Project Process Groups
In the initiation and planning stages of any project, Project Managers are focussed primarily on planning by developing and communicating the details of the project before any actual work is commenced. When the work actually begins, the project moves into the Execution process phase which requires us to monitor what is actually happening in the project as the tasks are being implemented. Then in the final process phase, we can use the information gathered to complete a controlled closure which would include preparing closure reports and audits for the project stakeholders.
During the Execution Phase our focus is on the process of Project Tracking. This refers to all of the tasks involved in collecting, entering and analysing the actual performance of the project on an on-going basis. The project manager does this in order to be able to answer some vitally important questions which will be raised in relation to project performance such as:
Are tasks starting and finishing as planned?
Is the project being completed within the agreed scope?
Is all work authorised?
Are the tasks being completed within the resource and cost allocations set?
Before to demonstrate how to set, view and update baselines in this Microsoft Project Tutorial, let’s discuss what really a project baseline is.

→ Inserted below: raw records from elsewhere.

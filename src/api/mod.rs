use axum::Json;
use axum::extract::{Multipart, Path, Query};
use axum::http::header;
use axum::response::Response;
use axum::routing::{delete, post, put};
use axum::{Router, extract::State, http::StatusCode, routing::get};
use chrono::Utc;
use serde::Deserialize;
use tracing::info;
use uuid::Uuid;

use crate::auth::{self, AuthUser, SESSION_TTL_SECONDS};
use crate::db::repository;
use crate::error::AppError;
use crate::models::*;
use crate::services::SyllabusService;
use crate::state::AppState;
use crate::workflow::{RoleView, WorkflowStatus};

#[derive(Deserialize)]
#[serde(rename_all = "camelCase")]
struct SyllabusQueryParams {
    #[serde(default)]
    status: Option<WorkflowStatus>,
    #[serde(default)]
    academic_period_id: Option<String>,
}

#[derive(Deserialize)]
#[serde(rename_all = "camelCase")]
struct BulkImportParams {
    academic_period_id: String,
}

#[derive(Deserialize)]
struct StatusParams {
    status: WorkflowStatus,
}

pub fn router(state: AppState) -> Router {
    Router::new()
        .route("/health", get(health))
        .route("/api/auth/login", post(login))
        .route("/api/auth/register", post(register))
        .route("/api/auth/register-batch", post(register_batch))
        .route("/api/users", get(list_users))
        .route("/api/users/professors", get(list_professors))
        .route("/api/users/coordinators", get(list_coordinators))
        .route("/api/users/{id}", put(update_user))
        .route("/api/careers", get(list_careers).post(create_career))
        .route("/api/careers/{id}", delete(delete_career))
        .route(
            "/api/academic-periods",
            get(list_periods).post(create_period),
        )
        .route("/api/academic-periods/{id}", get(get_period))
        .route("/api/syllabi", get(list_syllabi).post(create_syllabus))
        .route(
            "/api/syllabi/{id}",
            get(get_syllabus).put(update_syllabus).delete(delete_syllabus),
        )
        .route("/api/syllabi/{id}/upload-sheet", post(upload_sheet))
        .route("/api/syllabi/create-from-sheet", post(create_from_sheet))
        .route("/api/syllabi/upload-bulk", post(upload_bulk))
        .route("/api/syllabi/{id}/status", post(change_status))
        .route("/api/syllabi/{id}/pdf", get(download_pdf))
        .with_state(state)
}

fn require_admin(user: &User) -> Result<(), AppError> {
    match user.role_view() {
        RoleView::Admin => Ok(()),
        _ => Err(AppError::Forbidden(
            "Administrator access required".to_string(),
        )),
    }
}

async fn health(State(state): State<AppState>) -> Result<StatusCode, AppError> {
    sqlx::query("select 1").execute(&state.db).await?;
    Ok(StatusCode::OK)
}

async fn login(
    State(state): State<AppState>,
    Json(req): Json<LoginRequest>,
) -> Result<Json<LoginResponse>, AppError> {
    let user = repository::find_user_by_username(&state.db, &req.username)
        .await?
        .ok_or(AppError::Unauthorized)?;

    if !auth::verify_password(&req.password, &user.password_digest) {
        return Err(AppError::Unauthorized);
    }

    let token = auth::issue_session(&state.db, &user.id).await?;
    info!("user {} logged in", user.username);

    Ok(Json(LoginResponse {
        token,
        username: user.username,
        full_name: user.full_name,
        role: user.role,
        career: user.career,
        expires_in: SESSION_TTL_SECONDS,
    }))
}

async fn register(
    State(state): State<AppState>,
    AuthUser(actor): AuthUser,
    Json(req): Json<RegisterRequest>,
) -> Result<Json<User>, AppError> {
    require_admin(&actor)?;
    let user = register_one(&state, req).await?;
    Ok(Json(user))
}

async fn register_batch(
    State(state): State<AppState>,
    AuthUser(actor): AuthUser,
    Json(reqs): Json<Vec<RegisterRequest>>,
) -> Result<Json<BatchRegisterResponse>, AppError> {
    require_admin(&actor)?;

    let mut registered = 0;
    let mut skipped = 0;
    for req in reqs {
        match register_one(&state, req).await {
            Ok(_) => registered += 1,
            Err(AppError::Conflict(_)) => skipped += 1,
            Err(e) => return Err(e),
        }
    }

    info!("batch registration: {} new, {} skipped", registered, skipped);
    Ok(Json(BatchRegisterResponse { registered, skipped }))
}

async fn register_one(state: &AppState, req: RegisterRequest) -> Result<User, AppError> {
    if repository::find_user_by_username(&state.db, &req.username)
        .await?
        .is_some()
    {
        return Err(AppError::Conflict(format!(
            "Username already taken: {}",
            req.username
        )));
    }

    let user = User {
        id: Uuid::new_v4().to_string(),
        username: req.username,
        password_digest: auth::hash_password(&req.password),
        full_name: req.full_name,
        role: req.role,
        career: req.career.filter(|c| !c.trim().is_empty()),
        created_at: Utc::now().to_rfc3339(),
    };
    repository::insert_user(&state.db, &user).await?;
    Ok(user)
}

async fn list_users(
    State(state): State<AppState>,
    AuthUser(actor): AuthUser,
) -> Result<Json<Vec<User>>, AppError> {
    require_admin(&actor)?;
    let users = repository::fetch_users(&state.db).await?;
    Ok(Json(users))
}

async fn list_professors(
    State(state): State<AppState>,
    AuthUser(_actor): AuthUser,
) -> Result<Json<Vec<User>>, AppError> {
    let users = repository::fetch_users_by_role(&state.db, Role::Professor).await?;
    Ok(Json(users))
}

async fn list_coordinators(
    State(state): State<AppState>,
    AuthUser(actor): AuthUser,
) -> Result<Json<Vec<User>>, AppError> {
    require_admin(&actor)?;
    let mut users = repository::fetch_users_by_role(&state.db, Role::Coordinator).await?;
    // Administrator accounts share the coordinator role but carry no career.
    users.retain(|u| u.career.as_deref().is_some_and(|c| !c.trim().is_empty()));
    Ok(Json(users))
}

async fn update_user(
    State(state): State<AppState>,
    AuthUser(actor): AuthUser,
    Path(id): Path<String>,
    Json(req): Json<UpdateUserRequest>,
) -> Result<Json<User>, AppError> {
    require_admin(&actor)?;

    let mut user = repository::find_user_by_id(&state.db, &id)
        .await?
        .ok_or(AppError::NotFound)?;

    if let Some(full_name) = req.full_name {
        user.full_name = full_name;
    }
    if let Some(career) = req.career {
        user.career = if career.trim().is_empty() {
            None
        } else {
            Some(career)
        };
    }
    if let Some(password) = req.password {
        user.password_digest = auth::hash_password(&password);
    }

    repository::update_user(&state.db, &user).await?;
    Ok(Json(user))
}

async fn list_careers(
    State(state): State<AppState>,
    AuthUser(_actor): AuthUser,
) -> Result<Json<Vec<Career>>, AppError> {
    let careers = repository::fetch_careers(&state.db).await?;
    Ok(Json(careers))
}

async fn create_career(
    State(state): State<AppState>,
    AuthUser(actor): AuthUser,
    Json(req): Json<NewCareerRequest>,
) -> Result<Json<Career>, AppError> {
    require_admin(&actor)?;

    let name = req.name.trim();
    if name.is_empty() {
        return Err(AppError::BadRequest("Career name is required".to_string()));
    }
    if repository::find_career_by_name(&state.db, name)
        .await?
        .is_some()
    {
        return Err(AppError::Conflict(format!(
            "Career already exists: {}",
            name
        )));
    }

    let career = Career {
        id: Uuid::new_v4().to_string(),
        name: name.to_string(),
        created_at: Utc::now().to_rfc3339(),
    };
    repository::insert_career(&state.db, &career).await?;
    Ok(Json(career))
}

async fn delete_career(
    State(state): State<AppState>,
    AuthUser(actor): AuthUser,
    Path(id): Path<String>,
) -> Result<StatusCode, AppError> {
    require_admin(&actor)?;

    if repository::delete_career(&state.db, &id).await? {
        Ok(StatusCode::NO_CONTENT)
    } else {
        Err(AppError::NotFound)
    }
}

async fn create_period(
    State(state): State<AppState>,
    AuthUser(actor): AuthUser,
    Json(req): Json<NewPeriodRequest>,
) -> Result<Json<AcademicPeriod>, AppError> {
    if actor.role != Role::Coordinator {
        return Err(AppError::Forbidden(
            "Only coordinators can create academic periods".to_string(),
        ));
    }
    if repository::find_period_by_name(&state.db, &req.name)
        .await?
        .is_some()
    {
        return Err(AppError::Conflict(format!(
            "Academic period already exists: {}",
            req.name
        )));
    }

    let period = AcademicPeriod {
        id: Uuid::new_v4().to_string(),
        name: req.name,
        start_date: req.start_date,
        end_date: req.end_date,
        created_by: actor.username,
        created_at: Utc::now().to_rfc3339(),
    };
    repository::insert_period(&state.db, &period).await?;
    Ok(Json(period))
}

async fn list_periods(
    State(state): State<AppState>,
    AuthUser(_actor): AuthUser,
) -> Result<Json<Vec<AcademicPeriod>>, AppError> {
    let periods = repository::fetch_periods(&state.db).await?;
    Ok(Json(periods))
}

async fn get_period(
    State(state): State<AppState>,
    AuthUser(_actor): AuthUser,
    Path(id): Path<String>,
) -> Result<Json<AcademicPeriod>, AppError> {
    let period = repository::find_period_by_id(&state.db, &id)
        .await?
        .ok_or(AppError::NotFound)?;
    Ok(Json(period))
}

async fn create_syllabus(
    State(state): State<AppState>,
    AuthUser(actor): AuthUser,
    Json(req): Json<NewSyllabusRequest>,
) -> Result<Json<SyllabusDetail>, AppError> {
    let service = SyllabusService::new(state.db.clone());
    let detail = service.create(&actor, req).await?;
    Ok(Json(detail))
}

async fn list_syllabi(
    State(state): State<AppState>,
    AuthUser(actor): AuthUser,
    Query(params): Query<SyllabusQueryParams>,
) -> Result<Json<Vec<Syllabus>>, AppError> {
    let service = SyllabusService::new(state.db.clone());
    let syllabi = service
        .list(&actor, params.status, params.academic_period_id.as_deref())
        .await?;
    Ok(Json(syllabi))
}

async fn get_syllabus(
    State(state): State<AppState>,
    AuthUser(actor): AuthUser,
    Path(id): Path<String>,
) -> Result<Json<SyllabusDetail>, AppError> {
    let service = SyllabusService::new(state.db.clone());
    let detail = service.detail(&actor, &id).await?;
    Ok(Json(detail))
}

async fn update_syllabus(
    State(state): State<AppState>,
    AuthUser(actor): AuthUser,
    Path(id): Path<String>,
    Json(req): Json<UpdateSyllabusRequest>,
) -> Result<Json<SyllabusDetail>, AppError> {
    let service = SyllabusService::new(state.db.clone());
    let detail = service.update_content(&actor, &id, req).await?;
    Ok(Json(detail))
}

async fn delete_syllabus(
    State(state): State<AppState>,
    AuthUser(actor): AuthUser,
    Path(id): Path<String>,
) -> Result<StatusCode, AppError> {
    let service = SyllabusService::new(state.db.clone());
    service.delete(&actor, &id).await?;
    Ok(StatusCode::NO_CONTENT)
}

async fn upload_sheet(
    State(state): State<AppState>,
    AuthUser(actor): AuthUser,
    Path(id): Path<String>,
    multipart: Multipart,
) -> Result<Json<SyllabusDetail>, AppError> {
    let sheet = read_sheet_part(multipart).await?;
    let service = SyllabusService::new(state.db.clone());
    let detail = service.apply_sheet(&actor, &id, &sheet).await?;
    Ok(Json(detail))
}

async fn create_from_sheet(
    State(state): State<AppState>,
    AuthUser(actor): AuthUser,
    mut multipart: Multipart,
) -> Result<Json<SyllabusDetail>, AppError> {
    let mut sheet = None;
    let mut course_name = None;
    let mut course_code = None;
    let mut academic_period_id = None;
    let mut academic_period = None;
    let mut professor_email = None;
    let mut career = None;

    while let Some(field) = multipart
        .next_field()
        .await
        .map_err(|e| AppError::BadRequest(format!("Invalid multipart body: {}", e)))?
    {
        let name = field.name().unwrap_or_default().to_string();
        let value = field
            .text()
            .await
            .map_err(|e| AppError::BadRequest(format!("Invalid multipart field: {}", e)))?;

        match name.as_str() {
            "file" => sheet = Some(value),
            "courseName" => course_name = Some(value),
            "courseCode" => course_code = Some(value),
            "academicPeriodId" => academic_period_id = Some(value),
            "academicPeriod" => academic_period = Some(value),
            "professorEmail" => professor_email = Some(value),
            "career" => career = Some(value),
            _ => {}
        }
    }

    let sheet = sheet.ok_or_else(|| AppError::BadRequest("Missing sheet file".to_string()))?;
    let req = NewSyllabusRequest {
        course_name: course_name
            .ok_or_else(|| AppError::BadRequest("courseName is required".to_string()))?,
        course_code: course_code
            .ok_or_else(|| AppError::BadRequest("courseCode is required".to_string()))?,
        academic_period_id,
        academic_period,
        professor_email,
        career,
    };

    let service = SyllabusService::new(state.db.clone());
    let detail = service.create_from_sheet(&actor, req, &sheet).await?;
    Ok(Json(detail))
}

async fn upload_bulk(
    State(state): State<AppState>,
    AuthUser(actor): AuthUser,
    Query(params): Query<BulkImportParams>,
    multipart: Multipart,
) -> Result<Json<Vec<Syllabus>>, AppError> {
    let sheet = read_sheet_part(multipart).await?;
    let service = SyllabusService::new(state.db.clone());
    let imported = service
        .bulk_import(&actor, &params.academic_period_id, &sheet)
        .await?;
    Ok(Json(imported))
}

async fn change_status(
    State(state): State<AppState>,
    AuthUser(actor): AuthUser,
    Path(id): Path<String>,
    Query(params): Query<StatusParams>,
) -> Result<Json<Syllabus>, AppError> {
    let service = SyllabusService::new(state.db.clone());
    let syllabus = service.transition(&actor, &id, params.status).await?;
    Ok(Json(syllabus))
}

async fn download_pdf(
    State(state): State<AppState>,
    AuthUser(actor): AuthUser,
    Path(id): Path<String>,
) -> Result<Response, AppError> {
    let service = SyllabusService::new(state.db.clone());
    let detail = service.detail(&actor, &id).await?;
    let bytes = state.renderer.render(&detail).await?;

    Response::builder()
        .header(header::CONTENT_TYPE, "application/pdf")
        .header(
            header::CONTENT_DISPOSITION,
            format!("attachment; filename=silabo_{}.pdf", id),
        )
        .body(bytes.into())
        .map_err(|_| AppError::InternalServerError)
}

/// Pull the first file part out of a multipart upload as UTF-8 text.
async fn read_sheet_part(mut multipart: Multipart) -> Result<String, AppError> {
    while let Some(field) = multipart
        .next_field()
        .await
        .map_err(|e| AppError::BadRequest(format!("Invalid multipart body: {}", e)))?
    {
        if field.name() == Some("file") {
            return field
                .text()
                .await
                .map_err(|_| AppError::BadRequest("Sheet must be UTF-8 text".to_string()));
        }
    }
    Err(AppError::BadRequest("Missing sheet file".to_string()))
}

Understanding Project Baseline
In order to begin to track what is happening in a project the first thing that needs to be established is a Baseline for the project. Understanding how to set and maintain baselines helps the Project Manager to track and analyse your projects much more effectively. A baseline is really an agreed starting point from which to measure progress and will normally have been signed off by the Project Steering Group as part of the Initiation process. So, during the Initiation and Planning process phases, the Project Manager creates the project plan and then obtains agreement to proceed from all stakeholders on the basis of that plan. At that point the baseline for the project can be established. All progress will then be measured relative to that agreed plan. Any deviation from this original baseline is termed Variance, and it’s important that, as a Project Manager, you are measuring variances on an on-going basis.
The project baseline is an original snapshot of the project in terms of schedule, cost, work and scope. The key function of the project baseline is that it can be used to see how much, throughout the project, we are deviating from the original schedule, cost, and scope. Remember that no project ever goes exactly according to the original plan. Circumstances change, resources become unavailable when required, finance may become a problem and, very often, the scope of the original project may change, particularly in relation to software development projects which are notoriously volatile in relation to adjustments to scope. If, however, we can track all of these changes then at least we have the facility to make the staff and other stakeholders aware that changes are required, can be justified, and that they can be implemented in a controlled manner. The details of requested changes can then be notified to the Steering Group for full consideration and approval or refusal.
What is the Purpose of Project Baseline?
The most important purpose that the baseline serves in a project is that while the project is in the execution phase, the baseline is used as a reference for drawing a comparison between the actual works that has been achieved relative to what was planned. While the baseline is created during the project planning phase, its benefits and usage are realised in the monitoring of the project to compare the planned against the actual. So, the baseline is used for monitoring the project performance over the period of time that has passed during project execution. The establishment of the baseline therefore is critical as a reference point for comparing the projects performance.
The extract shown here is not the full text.